Tip #7: Vaccum your data
Removing unecessary data is also a good practice, always vacuum your databases or release memory when no longer needed. Some developers just like storing data in logs or databases just in case they need it. But this practice could result in a substantial cloud bill. Delete data that is no longer needed or relevant and cleaning logs are good practices.
Tip #8: Go Serverless
It’s always good to analyze the usage patterns of your application and you’ll be surprised that downtime exists even for the most highly used applications. A serverless architecture allows data engineers to only get billed when the code is running, especially for applications with intermittent jobs, like in cases of machine learning training execution. This approach is suitable for experimental phase projects and can always be redesigned if scalability is needed.
Tip #9: Use open source software
There are a number of reasons why open source software is particularly well-suited to big data processing, these are:
Hadoop: Hadoop is perhaps the most well-known big data solution. Hadoop is an open source framework that can be used to process and analyze large data sets. Hadoop is designed to scale up from a single server to a cluster of thousands of machines. Hadoop is used by many large organizations, including Facebook, Yahoo, and eBay.
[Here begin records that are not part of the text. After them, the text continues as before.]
//! Row filtering.
//!
//! Predicates run in a fixed order (date range, region, client, trainer) and
//! each one is a passthrough when its selection is empty.

use crate::error::{ExpenseError, Result};
use crate::types::{ExpenseRecord, ExpenseTable, FilterSelection};
use chrono::NaiveDate;
use serde::{Deserialize, Serialize};
use std::collections::BTreeSet;
use tracing::debug;

/// Applies a [`FilterSelection`] to a table.
pub struct FilterEngine;

impl FilterEngine {
    /// Produce the filtered subset. The input table is never modified.
    pub fn apply(table: &ExpenseTable, selection: &FilterSelection) -> Result<ExpenseTable> {
        if let Some((from, to)) = selection.date_range
            && from > to
        {
            return Err(ExpenseError::InvalidFilter(format!(
                "date range starts after it ends ({} > {})",
                from, to
            )));
        }

        if selection.is_passthrough() {
            return Ok(table.clone());
        }

        let records: Vec<ExpenseRecord> = table
            .records
            .iter()
            .filter(|r| in_range(r, selection.date_range))
            .filter(|r| member(&selection.regions, &r.region))
            .filter(|r| member(&selection.clients, &r.client_name))
            .filter(|r| member(&selection.trainers, &r.trainer_name))
            .cloned()
            .collect();

        debug!("Filter kept {} of {} rows", records.len(), table.len());
        Ok(table.with_records(records))
    }
}

fn in_range(record: &ExpenseRecord, range: Option<(NaiveDate, NaiveDate)>) -> bool {
    range.is_none_or(|(from, to)| record.date >= from && record.date <= to)
}

fn member(selected: &BTreeSet<String>, value: &str) -> bool {
    selected.is_empty() || selected.contains(value)
}

/// Choices each selector offers, narrowed by the selectors above it.
#[derive(Debug, Clone, Default, PartialEq, Eq, Serialize, Deserialize)]
pub struct FilterOptions {
    /// Overall bounds of the unfiltered table.
    pub date_bounds: Option<(NaiveDate, NaiveDate)>,
    /// Regions present within the selected date range.
    pub regions: Vec<String>,
    /// Clients present within the selected dates and regions.
    pub clients: Vec<String>,
    /// Trainers present within the selected dates, regions and clients.
    pub trainers: Vec<String>,
}

impl FilterOptions {
    /// Compute the cascading option lists for `selection`.
    pub fn cascade(table: &ExpenseTable, selection: &FilterSelection) -> Self {
        let by_date: Vec<&ExpenseRecord> = table
            .records
            .iter()
            .filter(|r| in_range(r, selection.date_range))
            .collect();
        let regions = distinct(by_date.iter().map(|r| r.region.as_str()));

        let by_region: Vec<&ExpenseRecord> = by_date
            .into_iter()
            .filter(|r| member(&selection.regions, &r.region))
            .collect();
        let clients = distinct(by_region.iter().map(|r| r.client_name.as_str()));

        let trainers = distinct(
            by_region
                .iter()
                .filter(|r| member(&selection.clients, &r.client_name))
                .map(|r| r.trainer_name.as_str()),
        );

        Self {
            date_bounds: table.date_bounds(),
            regions,
            clients,
            trainers,
        }
    }
}

fn distinct<'a>(values: impl Iterator<Item = &'a str>) -> Vec<String> {
    values
        .collect::<BTreeSet<_>>()
        .into_iter()
        .map(str::to_string)
        .collect()
}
Apache Spark: Spark is another open source platform that is often used for big data processing and analysis. Spark is a fast and general-purpose cluster computing system. Spark can be used for a variety of tasks, including machine learning, streaming, and SQL. It includes a number of components, including a general execution engine, SQL query engine, and machine learning library. Spark is used by organizations such as Netflix, Uber, and Airbnb
Apache Cassandra: Cassandra is a NoSQL database that is often used for storing large amounts of data. It is highly scalable and can be easily deployed across a cluster of servers. Cassandra is capable of handling multiple concurrent users across instances.
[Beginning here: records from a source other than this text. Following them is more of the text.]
//! Grouped summaries by region, trainer, client and payment type.

use crate::types::{ExpenseRecord, SessionKey};
use crate::utils::safe_div;
use chrono::NaiveDate;
use serde::{Deserialize, Serialize};
use std::collections::{BTreeMap, BTreeSet};

/// Per-group metrics for a single dimension (region or trainer).
#[derive(Debug, Clone, PartialEq, Serialize, Deserialize)]
pub struct GroupSummary {
    pub label: String,
    /// Distinct (date, client) pairs.
    pub session_count: usize,
    pub client_count: usize,
    pub unique_days: usize,
    pub total_cost: f64,
    /// Total cost over sessions, not a per-row mean.
    pub average_cost: f64,
    pub average_weekly_cost: f64,
    pub average_daily_cost: f64,
    pub average_client_cost: f64,
}

/// Metrics for one client within a region.
#[derive(Debug, Clone, PartialEq, Serialize, Deserialize)]
pub struct ClientSummary {
    pub region: String,
    pub client_name: String,
    pub session_count: usize,
    pub total_cost: f64,
    pub average_cost: f64,
}

/// One payment type's share of the overall total.
#[derive(Debug, Clone, PartialEq, Serialize, Deserialize)]
pub struct PaymentShare {
    pub payment_type: String,
    pub total_cost: f64,
    /// Percentage of the overall total, 0 when the total is 0.
    pub percentage: f64,
}

/// Number of weeks a date span covers for the weekly-average rate.
///
/// `(max - min).days / 7`, floored to one week.
pub fn weeks_span(min: NaiveDate, max: NaiveDate) -> f64 {
    ((max - min).num_days() as f64 / 7.0).max(1.0)
}

#[derive(Default)]
struct Accumulator<'a> {
    total: f64,
    sessions: BTreeSet<SessionKey>,
    clients: BTreeSet<&'a str>,
    days: BTreeSet<NaiveDate>,
}

impl<'a> Accumulator<'a> {
    fn push(&mut self, record: &'a ExpenseRecord) {
        self.total += record.cost;
        self.sessions.insert(record.session_key());
        self.clients.insert(&record.client_name);
        self.days.insert(record.date);
    }

    fn date_bounds(&self) -> Option<(NaiveDate, NaiveDate)> {
        Some((*self.days.first()?, *self.days.last()?))
    }
}

/// Summarize `records` grouped by `key`, sorted by total cost descending.
pub fn group_summary<F>(records: &[ExpenseRecord], key: F) -> Vec<GroupSummary>
where
    F: Fn(&ExpenseRecord) -> &str,
{
    let mut groups: BTreeMap<&str, Accumulator> = BTreeMap::new();
    for record in records {
        groups.entry(key(record)).or_default().push(record);
    }

    let mut summaries: Vec<GroupSummary> = groups
        .into_iter()
        .map(|(label, acc)| {
            let weeks = acc
                .date_bounds()
                .map(|(min, max)| weeks_span(min, max))
                .unwrap_or(1.0);
            let session_count = acc.sessions.len();
            GroupSummary {
                label: label.to_string(),
                session_count,
                client_count: acc.clients.len(),
                unique_days: acc.days.len(),
                total_cost: acc.total,
                average_cost: safe_div(acc.total, session_count as f64),
                average_weekly_cost: safe_div(acc.total, weeks),
                average_daily_cost: safe_div(acc.total, acc.days.len() as f64),
                average_client_cost: safe_div(acc.total, acc.clients.len() as f64),
            }
        })
        .collect();

    sort_by_total(&mut summaries, |s| (s.total_cost, s.label.as_str()));
    summaries
}

/// Summarize by (region, client), sorted by total cost descending.
pub fn client_summary(records: &[ExpenseRecord]) -> Vec<ClientSummary> {
    let mut groups: BTreeMap<(&str, &str), Accumulator> = BTreeMap::new();
    for record in records {
        groups
            .entry((record.region.as_str(), record.client_name.as_str()))
            .or_default()
            .push(record);
    }

    let mut summaries: Vec<ClientSummary> = groups
        .into_iter()
        .map(|((region, client), acc)| ClientSummary {
            region: region.to_string(),
            client_name: client.to_string(),
            session_count: acc.sessions.len(),
            total_cost: acc.total,
            average_cost: safe_div(acc.total, acc.sessions.len() as f64),
        })
        .collect();

    summaries.sort_by(|a, b| {
        b.total_cost
            .total_cmp(&a.total_cost)
            .then_with(|| a.region.cmp(&b.region))
            .then_with(|| a.client_name.cmp(&b.client_name))
    });
    summaries
}

/// Payment totals and their percentage of the overall total.
pub fn payment_shares(records: &[ExpenseRecord]) -> Vec<PaymentShare> {
    let mut totals: BTreeMap<&str, f64> = BTreeMap::new();
    for record in records {
        *totals.entry(record.payment_type.as_str()).or_default() += record.cost;
    }
    let overall: f64 = totals.values().sum();

    let mut shares: Vec<PaymentShare> = totals
        .into_iter()
        .map(|(payment_type, total_cost)| PaymentShare {
            payment_type: payment_type.to_string(),
            total_cost,
            percentage: safe_div(total_cost, overall) * 100.0,
        })
        .collect();

    sort_by_total(&mut shares, |s| (s.total_cost, s.payment_type.as_str()));
    shares
}

/// Sort descending by total, ties by label ascending.
pub(crate) fn sort_by_total<T, F>(items: &mut [T], key: F)
where
    F: Fn(&T) -> (f64, &str),
{
    items.sort_by(|a, b| {
        let (total_a, label_a) = key(a);
        let (total_b, label_b) = key(b);
        total_b.total_cmp(&total_a).then_with(|| label_a.cmp(label_b))
    });
}

#[cfg(test)]
mod tests {
    use super::*;
    use pretty_assertions::assert_eq;

    fn date(m: u32, d: u32) -> NaiveDate {
        NaiveDate::from_ymd_opt(2024, m, d).unwrap()
    }

    fn three_rows() -> Vec<ExpenseRecord> {
        vec![
            ExpenseRecord::new(date(1, 1), "RegionA", "ClientX", "T1", "Cash", 100.0),
            ExpenseRecord::new(date(1, 1), "RegionA", "ClientX", "T1", "UPI", 50.0),
            ExpenseRecord::new(date(1, 8), "RegionA", "ClientY", "T2", "Cash", 200.0),
        ]
    }

    #[test]
    fn test_weeks_span() {
        assert_eq!(weeks_span(date(1, 1), date(1, 1)), 1.0);
        assert_eq!(weeks_span(date(1, 1), date(1, 15)), 2.0);
        assert_eq!(weeks_span(date(1, 1), date(1, 4)), 1.0);
        assert_eq!(weeks_span(date(1, 1), date(1, 22)), 3.0);
    }

    #[test]
    fn test_weekly_cost_within_total_for_short_span() {
        let records = vec![
            ExpenseRecord::new(date(1, 1), "RegionA", "ClientX", "T1", "Cash", 100.0),
            ExpenseRecord::new(date(1, 4), "RegionA", "ClientY", "T1", "Cash", 200.0),
        ];
        let region = &group_summary(&records, |r| r.region.as_str())[0];
        assert_eq!(region.total_cost, 300.0);
        assert_eq!(region.average_weekly_cost, 300.0);
        assert!(region.average_weekly_cost <= region.total_cost);
    }

    #[test]
    fn test_region_sessions_total_average() {
        let summary = group_summary(&three_rows(), |r| r.region.as_str());
        assert_eq!(summary.len(), 1);
        let region = &summary[0];
        assert_eq!(region.label, "RegionA");
        assert_eq!(region.session_count, 2);
        assert_eq!(region.total_cost, 350.0);
        assert_eq!(region.average_cost, 175.0);
        assert_eq!(region.client_count, 2);
        assert_eq!(region.unique_days, 2);
        assert_eq!(region.average_weekly_cost, 350.0);
        assert_eq!(region.average_daily_cost, 175.0);
        assert_eq!(region.average_client_cost, 175.0);
    }

    #[test]
    fn test_sorted_by_total_then_label() {
        let records = vec![
            ExpenseRecord::new(date(1, 1), "B", "X", "T", "Cash", 10.0),
            ExpenseRecord::new(date(1, 1), "A", "X", "T", "Cash", 10.0),
            ExpenseRecord::new(date(1, 1), "C", "X", "T", "Cash", 30.0),
        ];
        let labels: Vec<String> = group_summary(&records, |r| r.region.as_str())
            .into_iter()
            .map(|s| s.label)
            .collect();
        assert_eq!(labels, vec!["C", "A", "B"]);
    }

    #[test]
    fn test_client_summary_conserves_region_totals() {
        let records = three_rows();
        let clients = client_summary(&records);
        assert_eq!(clients[0].client_name, "ClientY");
        assert_eq!(clients[1].session_count, 1);
        assert_eq!(clients[1].average_cost, 150.0);
        let sum: f64 = clients.iter().map(|c| c.total_cost).sum();
        assert_eq!(sum, 350.0);
    }

    #[test]
    fn test_client_ties_ordered_by_label() {
        let records = vec![
            ExpenseRecord::new(date(1, 1), "South", "Zen", "T1", "Cash", 40.0),
            ExpenseRecord::new(date(1, 2), "North", "Acme", "T1", "Cash", 40.0),
            ExpenseRecord::new(date(1, 3), "North", "Birla", "T2", "Cash", 40.0),
            ExpenseRecord::new(date(1, 4), "East", "Cipla", "T2", "Cash", 90.0),
        ];
        let order: Vec<(String, String)> = client_summary(&records)
            .into_iter()
            .map(|c| (c.region, c.client_name))
            .collect();
        assert_eq!(
            order,
            vec![
                ("East".to_string(), "Cipla".to_string()),
                ("North".to_string(), "Acme".to_string()),
                ("North".to_string(), "Birla".to_string()),
                ("South".to_string(), "Zen".to_string()),
            ]
        );
    }

    #[test]
    fn test_payment_shares() {
        let shares = payment_shares(&three_rows());
        assert_eq!(shares[0].payment_type, "Cash");
        assert_eq!(shares[0].total_cost, 300.0);
        assert!((shares[0].percentage - 85.714).abs() < 0.01);
        assert!((shares[1].percentage - 14.286).abs() < 0.01);
    }

    #[test]
    fn test_empty_records() {
        assert!(group_summary(&[], |r| r.region.as_str()).is_empty());
        assert!(payment_shares(&[]).is_empty());
    }
}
MongoDB: MongoDB is another popular NoSQL database that is often used for big data applications. It is known for its ease of use and scalability. It can store data types like integer, string, array, object, boolean, dates etc… It is flexible and can be installed and partitioned in cloud infrastructure. The main feature is the use of dynamic schemas where use is able to prepare data on the fly and quickly which has cost savings benefits.
Neo4J: Neo4j is the world’s leading open source Graph Database which is developed using Java technology. It is highly scalable and schema free (NoSQL) and allows ACID transactions. It has a flexible data model and can provide real-time, high availability data. But the main feature is that it is a graph database which allows connected semi-structured data which can be queried using a declarative language (Cypher) which does not require complex joins to retrieve connected related data.
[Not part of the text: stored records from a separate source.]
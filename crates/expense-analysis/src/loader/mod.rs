//! Upload loading and cleaning.
//!
//! Reads a separator-delimited upload with polars (every column as string),
//! resolves the header row, checks the required columns and coerces each
//! row into an [`ExpenseRecord`]. Rows whose date or cost cannot be parsed
//! are dropped; only the count is reported.

pub mod converters;

use crate::config::{LoaderConfig, MetadataRow};
use crate::error::{ExpenseError, Result, ResultExt};
use crate::types::{
    COL_CLIENT, COL_COST, COL_DATE, COL_PAYMENT, COL_REGION, COL_TRAINER, ExpenseRecord,
    ExpenseTable, REQUIRED_COLUMNS,
};
use crate::utils::normalize_header;
use polars::io::csv::read::CsvReadOptions;
use polars::prelude::*;
use serde::{Deserialize, Serialize};
use std::io::Cursor;
use std::path::Path;
use tracing::{debug, info, warn};

pub use converters::{parse_cost, parse_day_first_date};

const UTF8_BOM: &[u8] = b"\xEF\xBB\xBF";

/// What happened while loading an upload.
#[derive(Debug, Clone, Default, PartialEq, Eq, Serialize, Deserialize)]
pub struct LoadSummary {
    /// Data rows read below the header.
    pub rows_read: usize,
    /// Rows dropped for an unparseable date or cost.
    pub rows_dropped: usize,
    /// Whether a leading metadata line was skipped.
    pub metadata_row_skipped: bool,
    /// Normalized header names, in file order.
    pub columns: Vec<String>,
}

/// Cleaned table plus its load summary.
#[derive(Debug, Clone)]
pub struct LoadedData {
    pub table: ExpenseTable,
    pub summary: LoadSummary,
}

/// Reads and cleans expense uploads.
#[derive(Debug, Clone, Default)]
pub struct DataLoader {
    config: LoaderConfig,
}

impl DataLoader {
    pub fn new(config: LoaderConfig) -> Self {
        Self { config }
    }

    pub fn config(&self) -> &LoaderConfig {
        &self.config
    }

    /// Load an upload from disk.
    pub fn load_path(&self, path: impl AsRef<Path>) -> Result<LoadedData> {
        let path = path.as_ref();
        info!("Loading expense data from {}", path.display());
        let bytes = std::fs::read(path)?;
        self.load_bytes(&bytes)
            .context(format!("While loading {}", path.display()))
    }

    /// Load an upload held in memory.
    pub fn load_bytes(&self, bytes: &[u8]) -> Result<LoadedData> {
        self.config
            .validate()
            .map_err(|e| ExpenseError::InvalidConfig(e.to_string()))?;

        let bytes = bytes.strip_prefix(UTF8_BOM).unwrap_or(bytes);
        if bytes.iter().all(|b| b.is_ascii_whitespace()) {
            return Err(ExpenseError::NoData("the uploaded file is empty".to_string()));
        }

        let skip_first = self.should_skip_first_line(bytes);
        let body = if skip_first {
            match bytes.iter().position(|&b| b == b'\n') {
                Some(pos) => &bytes[pos + 1..],
                None => &[][..],
            }
        } else {
            bytes
        };

        if body.iter().all(|b| b.is_ascii_whitespace()) {
            return Err(ExpenseError::NoData(
                "no header row found after the metadata line".to_string(),
            ));
        }

        let df = self.read_frame(body)?;
        let (table, mut summary) = clean_frame(&df)?;
        summary.metadata_row_skipped = skip_first;

        info!(
            "Loaded {} rows ({} dropped, {} extra columns)",
            table.len(),
            summary.rows_dropped,
            table.extra_columns.len()
        );

        Ok(LoadedData { table, summary })
    }

    fn should_skip_first_line(&self, bytes: &[u8]) -> bool {
        match self.config.metadata_row {
            MetadataRow::Skip => {
                debug!("Skipping first line (metadata row forced)");
                true
            }
            MetadataRow::Absent => false,
            MetadataRow::Auto => {
                let first_line = bytes.split(|&b| b == b'\n').next().unwrap_or_default();
                let detected = detect_metadata_row(
                    first_line,
                    self.config.separator,
                    self.config.metadata_separator_run,
                );
                if detected {
                    info!(
                        "First line starts with {}+ separators, treating it as a metadata row",
                        self.config.metadata_separator_run
                    );
                }
                detected
            }
        }
    }

    fn read_frame(&self, body: &[u8]) -> Result<DataFrame> {
        debug!("Reading CSV body ({} bytes)", body.len());

        CsvReadOptions::default()
            .with_has_header(true)
            .with_infer_schema_length(Some(0))
            .with_parse_options(
                CsvParseOptions::default()
                    .with_separator(self.config.separator)
                    .with_quote_char(Some(b'"'))
                    .with_truncate_ragged_lines(true),
            )
            .into_reader_with_file_handle(Cursor::new(body.to_vec()))
            .finish()
            .context("Failed to parse the uploaded file")
    }
}

/// True when `first_line` begins with at least `run` separators.
pub fn detect_metadata_row(first_line: &[u8], separator: u8, run: usize) -> bool {
    run > 0 && first_line.iter().take_while(|&&b| b == separator).count() >= run
}

/// Look up a required column by its normalized name. The first occurrence
/// wins when two headers normalize to the same name.
fn required_series<'a>(
    df: &'a DataFrame,
    raw_names: &[String],
    normalized: &[String],
    name: &str,
) -> Result<&'a Series> {
    let raw = normalized
        .iter()
        .position(|n| n == name)
        .map(|i| raw_names[i].as_str())
        .unwrap_or(name);
    Ok(df.column(raw)?.as_materialized_series())
}

/// Validate the header and coerce the frame into records.
pub(crate) fn clean_frame(df: &DataFrame) -> Result<(ExpenseTable, LoadSummary)> {
    let raw_names: Vec<String> = df
        .get_column_names()
        .iter()
        .map(|s| s.to_string())
        .collect();
    let normalized: Vec<String> = raw_names.iter().map(|n| normalize_header(n)).collect();

    let missing: Vec<String> = REQUIRED_COLUMNS
        .iter()
        .filter(|req| !normalized.iter().any(|n| n == *req))
        .map(|req| req.to_string())
        .collect();
    if !missing.is_empty() {
        warn!("Upload is missing required columns: {}", missing.join(", "));
        return Err(ExpenseError::schema(missing, normalized));
    }

    let series = |name: &str| required_series(df, &raw_names, &normalized, name);

    let internal = |e: anyhow::Error| ExpenseError::Internal(e.to_string());
    let dates = converters::string_to_dates(series(COL_DATE)?).map_err(internal)?;
    let costs = converters::string_to_costs(series(COL_COST)?).map_err(internal)?;
    let regions = converters::string_to_labels(series(COL_REGION)?).map_err(internal)?;
    let clients = converters::string_to_labels(series(COL_CLIENT)?).map_err(internal)?;
    let trainers = converters::string_to_labels(series(COL_TRAINER)?).map_err(internal)?;
    let payments = converters::string_to_labels(series(COL_PAYMENT)?).map_err(internal)?;

    let mut extra_columns = Vec::new();
    let mut extra_values = Vec::new();
    for (i, name) in normalized.iter().enumerate() {
        if REQUIRED_COLUMNS.contains(&name.as_str()) || extra_columns.contains(name) {
            continue;
        }
        let column = df.column(&raw_names[i])?.as_materialized_series();
        extra_values.push(converters::string_values(column).map_err(internal)?);
        extra_columns.push(name.clone());
    }

    let rows_read = df.height();
    let mut records = Vec::with_capacity(rows_read);
    for row in 0..rows_read {
        let (Some(date), Some(cost)) = (dates[row], costs[row]) else {
            continue;
        };
        records.push(ExpenseRecord {
            date,
            region: regions[row].clone(),
            client_name: clients[row].clone(),
            trainer_name: trainers[row].clone(),
            payment_type: payments[row].clone(),
            cost,
            extra: extra_values.iter().map(|col| col[row].clone()).collect(),
        });
    }

    let rows_dropped = rows_read - records.len();
    if rows_dropped > 0 {
        debug!("Dropped {} rows with an unparseable date or cost", rows_dropped);
    }

    let table = ExpenseTable {
        records,
        extra_columns,
    };
    let summary = LoadSummary {
        rows_read,
        rows_dropped,
        metadata_row_skipped: false,
        columns: normalized,
    };
    Ok((table, summary))
}

#[cfg(test)]
mod tests {
    use super::*;
    use chrono::NaiveDate;

    const BASIC: &str = "Date ,Region,Client Name,Cost,Name of Trainer,Payment Type,Notes\n\
        01/01/2024,RegionA,ClientX,100,T1,Cash,first\n\
        01/01/2024,RegionA,ClientX,50,T1,UPI,\n\
        08/01/2024,RegionA,ClientY,200,T2,Cash,third\n";

    fn load(text: &str) -> Result<LoadedData> {
        DataLoader::default().load_bytes(text.as_bytes())
    }

    #[test]
    fn test_detect_metadata_row() {
        assert!(detect_metadata_row(b",,,,,Visit Plan", b',', 5));
        assert!(!detect_metadata_row(b",,,,Visit Plan", b',', 5));
        assert!(!detect_metadata_row(b"Date,Region", b',', 5));
        assert!(detect_metadata_row(b";;;;;;", b';', 5));
    }

    #[test]
    fn test_load_basic_upload() {
        let loaded = load(BASIC).unwrap();
        assert_eq!(loaded.table.len(), 3);
        assert_eq!(loaded.summary.rows_read, 3);
        assert_eq!(loaded.summary.rows_dropped, 0);
        assert!(!loaded.summary.metadata_row_skipped);
        assert_eq!(loaded.summary.columns[0], "Date");

        let first = &loaded.table.records[0];
        assert_eq!(first.date, NaiveDate::from_ymd_opt(2024, 1, 1).unwrap());
        assert_eq!(first.cost, 100.0);
        assert_eq!(loaded.table.extra_columns, vec!["Notes".to_string()]);
        assert_eq!(first.extra, vec![Some("first".to_string())]);
        assert_eq!(loaded.table.records[1].extra, vec![None]);
    }

    #[test]
    fn test_auto_skips_metadata_row() {
        let text = format!(",,,,,,L&D Onsite Visit Plan\n{}", BASIC);
        let loaded = load(&text).unwrap();
        assert!(loaded.summary.metadata_row_skipped);
        assert_eq!(loaded.table.len(), 3);
    }

    #[test]
    fn test_absent_mode_never_skips() {
        let loader = DataLoader::new(
            LoaderConfig::builder()
                .metadata_row(MetadataRow::Absent)
                .build()
                .unwrap(),
        );
        let loaded = loader.load_bytes(BASIC.as_bytes()).unwrap();
        assert!(!loaded.summary.metadata_row_skipped);
        assert_eq!(loaded.table.len(), 3);
    }

    #[test]
    fn test_drops_rows_with_bad_date_or_cost() {
        let text = "Date,Region,Client Name,Cost,Name of Trainer,Payment Type\n\
            01/01/2024,A,X,100,T1,Cash\n\
            not a date,A,X,100,T1,Cash\n\
            02/01/2024,A,X,abc,T1,Cash\n\
            03/01/2024,A,X,-20,T1,Cash\n";
        let loaded = load(text).unwrap();
        assert_eq!(loaded.table.len(), 1);
        assert_eq!(loaded.summary.rows_dropped, 3);
    }

    #[test]
    fn test_blank_categoricals_become_unspecified() {
        let text = "Date,Region,Client Name,Cost,Name of Trainer,Payment Type\n\
            01/01/2024,,X,100,T1,\n";
        let loaded = load(text).unwrap();
        let record = &loaded.table.records[0];
        assert_eq!(record.region, "Unspecified");
        assert_eq!(record.payment_type, "Unspecified");
    }

    #[test]
    fn test_missing_columns_reported() {
        let text = "Date,Region,Client Name\n01/01/2024,A,X\n";
        let err = load(text).unwrap_err();
        assert_eq!(err.error_code(), "SCHEMA_ERROR");
        assert_eq!(
            err.missing_columns().unwrap(),
            &["Cost", "Name of Trainer", "Payment Type"].map(String::from)[..]
        );
        assert!(err.to_string().contains("Date, Region, Client Name"));
    }

    #[test]
    fn test_semicolon_separator() {
        let loader = DataLoader::new(LoaderConfig::builder().separator(b';').build().unwrap());
        let text = "Date;Region;Client Name;Cost;Name of Trainer;Payment Type\n\
            01/01/2024;A;X;\"1,250\";T1;Cash\n";
        let loaded = loader.load_bytes(text.as_bytes()).unwrap();
        assert_eq!(loaded.table.records[0].cost, 1250.0);
    }

    #[test]
    fn test_empty_upload() {
        let err = load("").unwrap_err();
        assert_eq!(err.error_code(), "NO_DATA");
    }

    #[test]
    fn test_bom_is_ignored() {
        let text = format!("\u{feff}{}", BASIC);
        let loaded = load(&text).unwrap();
        assert_eq!(loaded.summary.columns[0], "Date");
    }
}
Tip #10: Cost efficiency as a KPI
If we can make cost efficiency as a one of the success measure of a team’s performance, then we could expect less cloud bill surprises. This principle also enforces best practices and could allow your organization to flourish in a cloud based setup. Data engineers can evaluate all the data pipelines and delete tables that are not being consumed or only served a tactical purpose.
Big data should not break the bank if done properly. The most important thing is that if your big data project is clearly adding value and you are able to quantify the impact on the organization’s bottom-line then the costs should be tantamount to the results. Happy engineering!